Overall, the questionnaire betrays a racist view of Africa that’s consistent with everything else about the messages that Trump is sending on this Martin Luther King Jr. holiday weekend.
J. Stephen Morrison, director of the Global Health Policy Center at the Center for Strategic and International Studies, said the questions showed an “overwhelmingly negative and disparaging outlook” on the continent.
“A strange attitude runs through this,” he said. “There’s a sort of recurrent skepticism that Africa matters to U.S. interests at all. It’s entirely negative in orientation.”

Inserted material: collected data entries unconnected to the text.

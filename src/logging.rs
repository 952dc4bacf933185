use tracing_subscriber::{layer::SubscriberExt, util::SubscriberInitExt, EnvFilter};

/// Install the stderr subscriber. `RUST_LOG` wins over the verbose flag.
pub fn init_cli_logger(verbose: bool) {
    let default_filter = if verbose {
        "impact_calc=debug,info"
    } else {
        "impact_calc=info"
    };
    let filter = EnvFilter::try_from_default_env()
        .unwrap_or_else(|_| EnvFilter::new(default_filter));

    tracing_subscriber::registry()
        .with(filter)
        .with(
            tracing_subscriber::fmt::layer()
                .with_writer(std::io::stderr)
                .with_target(false)
                .with_thread_ids(false)
                .with_file(false)
                .with_line_number(false)
                .compact(),
        )
        .init();
}
use super::inputs::InputVector;
use super::options::{Coefficients, ImpactOptions};

/// Upper bound of the basic model (also its scale factor).
pub const BASIC_MAX: f64 = 0.6;
/// Upper bound of the enhanced model.
pub const ENHANCED_MAX: f64 = 0.99;
/// Exponent applied when diminishing returns are on.
pub const DIMINISHING_EXPONENT: f64 = 0.95;

/// `1 / (1 + e^-x)`
pub fn logistic(x: f64) -> f64 {
    1.0 / (1.0 + (-x).exp())
}

/// Clamp from above. Unlike `f64::min`, a NaN value stays NaN.
pub(crate) fn cap(value: f64, max: f64) -> f64 {
    if value > max {
        max
    } else {
        value
    }
}

/// Clamp from below. Unlike `f64::max`, a NaN value stays NaN.
pub(crate) fn floor_at(value: f64, min: f64) -> f64 {
    if value < min {
        min
    } else {
        value
    }
}

/// Round half up, matching the usual "school" rounding for ties
/// (`2.5 -> 3`, `-2.5 -> -2`). NaN stays NaN.
pub(crate) fn round_half_up(value: f64) -> f64 {
    let floor = value.floor();
    if value - floor >= 0.5 {
        floor + 1.0
    } else {
        floor
    }
}

/// Basic model: logistic of the weighted sum, scaled into `[0, 0.6]`.
pub fn compute_impact(inputs: &InputVector) -> f64 {
    let c = Coefficients::BASIC;
    let linear = c.alpha * inputs.budget
        + c.beta * inputs.internet
        + c.gamma * inputs.training
        + c.delta * inputs.community
        + c.intercept;

    // The scale already bounds the result; the cap is kept as the model's stated limit.
    cap(logistic(linear) * BASIC_MAX, BASIC_MAX)
}

/// Enhanced model with regional and socioeconomic adjustments, bounded to `[0, 0.99]`.
pub fn compute_enhanced_impact(inputs: &InputVector, options: &ImpactOptions) -> f64 {
    let c = Coefficients::ENHANCED;
    let regional = options.regional_multiplier();
    let socioeconomic = options.socioeconomic_multiplier();

    let linear = c.alpha * regional * inputs.budget
        + c.beta * regional * inputs.internet
        + c.gamma * inputs.training
        + c.delta * socioeconomic * inputs.community
        + c.intercept;

    let base = logistic(linear);
    let adjusted = if options.apply_diminishing_returns {
        base.powf(DIMINISHING_EXPONENT)
    } else {
        base
    };

    cap(adjusted, ENHANCED_MAX)
}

I can’t think of a worse occasion than MLK Day to attack John Lewis for example, and to inaccurately suggest that the congressman represents a crime-ridden district that is literally “burning,” demonstrates the same “overwhelmingly negative and disparaging” attitude about our urban black neighborhoods that the incoming administration shows towards Africa.

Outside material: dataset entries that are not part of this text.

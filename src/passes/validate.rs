//! Final gate: the finished tree against the packaged schema.

use crate::error::Result;
use crate::schema::Schema;

use super::{Pass, PassContext};

pub struct Validate;

impl Pass for Validate {
    fn name(&self) -> &str {
        "validate"
    }

    fn apply(&self, ctx: &mut PassContext<'_>) -> Result<()> {
        Schema::packaged()?.validate(ctx.document.root())
    }
}
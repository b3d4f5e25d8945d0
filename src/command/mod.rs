//! Command-line idioms understood by the target machine.
//!
//! These helpers only build strings. Inserting them into the document is the
//! job of [`target`].
//!
//! # Example
//!
//! ```rust
//! use unattend_assembler::command::{self, RegistryValue};
//!
//! let cmd = command::registry_add(
//!     r"HKLM\SYSTEM\Setup\LabConfig",
//!     "BypassTPMCheck",
//!     RegistryValue::Dword(1),
//! );
//! assert_eq!(
//!     cmd,
//!     r#"reg.exe add "HKLM\SYSTEM\Setup\LabConfig" /v BypassTPMCheck /t REG_DWORD /d 1 /f"#
//! );
//! ```

pub mod target;

pub use target::{target, Appender};

/// Hive key under which the default user profile is mounted.
pub const DEFAULT_USER_HIVE_KEY: &str = r"HKU\DefaultUser";
/// Registry file of the default user profile.
pub const DEFAULT_USER_HIVE_FILE: &str = r"C:\Users\Default\NTUSER.DAT";

/// Typed registry data for `reg.exe add`.
#[derive(Debug, Clone, PartialEq, Eq)]
pub enum RegistryValue {
    Dword(u32),
    String(String),
}

/// Run `command` through the command interpreter.
pub fn shell(command: &str) -> String {
    format!(r#"cmd.exe /c "{command}""#)
}

/// `reg.exe add` for a single value, overwriting without prompting.
pub fn registry_add(key: &str, name: &str, value: RegistryValue) -> String {
    match value {
        RegistryValue::Dword(data) => {
            format!(r#"reg.exe add "{key}" /v {name} /t REG_DWORD /d {data} /f"#)
        }
        RegistryValue::String(data) => {
            format!(r#"reg.exe add "{key}" /v {name} /t REG_SZ /d "{data}" /f"#)
        }
    }
}

pub fn registry_load(key: &str, file: &str) -> String {
    format!(r#"reg.exe load "{key}" "{file}""#)
}

pub fn registry_unload(key: &str) -> String {
    format!(r#"reg.exe unload "{key}""#)
}

/// Run a PowerShell script file without profile or execution-policy prompts.
pub fn powershell_file(path: &str) -> String {
    format!(
        r#"powershell.exe -WindowStyle "Normal" -ExecutionPolicy "Unrestricted" -NoProfile -File "{path}""#
    )
}

/// Run an inline PowerShell command. `script` must not contain `"`.
pub fn powershell_command(script: &str) -> String {
    format!(r#"powershell.exe -WindowStyle "Normal" -NoProfile -Command "{script}""#)
}

/// Quote a string as a PowerShell single-quoted literal.
pub fn ps_literal(value: &str) -> String {
    format!("'{}'", value.replace('\'', "''"))
}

It’s no wonder that anti-black, anti-Africa leaders like France’s Marine Le Pen are flocking to Trump Tower to meet with Trump supporters like George G. Lombardi.
The political operative she went to meet at Trump Tower, George G. Lombardi, is a businessman who has made a career as a liaison between two right-wing Italian political parties — the Northern League and Forza Italia — and like-minded people in the United States. He has also worked with the National Front since 2012, Mr. Franceskin said.
And, of course Lombardi wanted to facilitate a meeting with the Trump team.
Then on Thursday, Mr. Lombardi said Ms. Le Pen suggested they meet for coffee, which led to her appearance in Trump Tower. Beforehand, Mr. Lombardi said he reached out to Mr. Trump’s team, without naming any names. “Before she came, I informed two or three people that I know, and I said, ‘Listen, I just want you to know Ms. Le Pen is coming here. I just want you to be prepared in case anything happens.’”
The white supremacist fascists are flocking together under the tutelage of Vladimir Putin.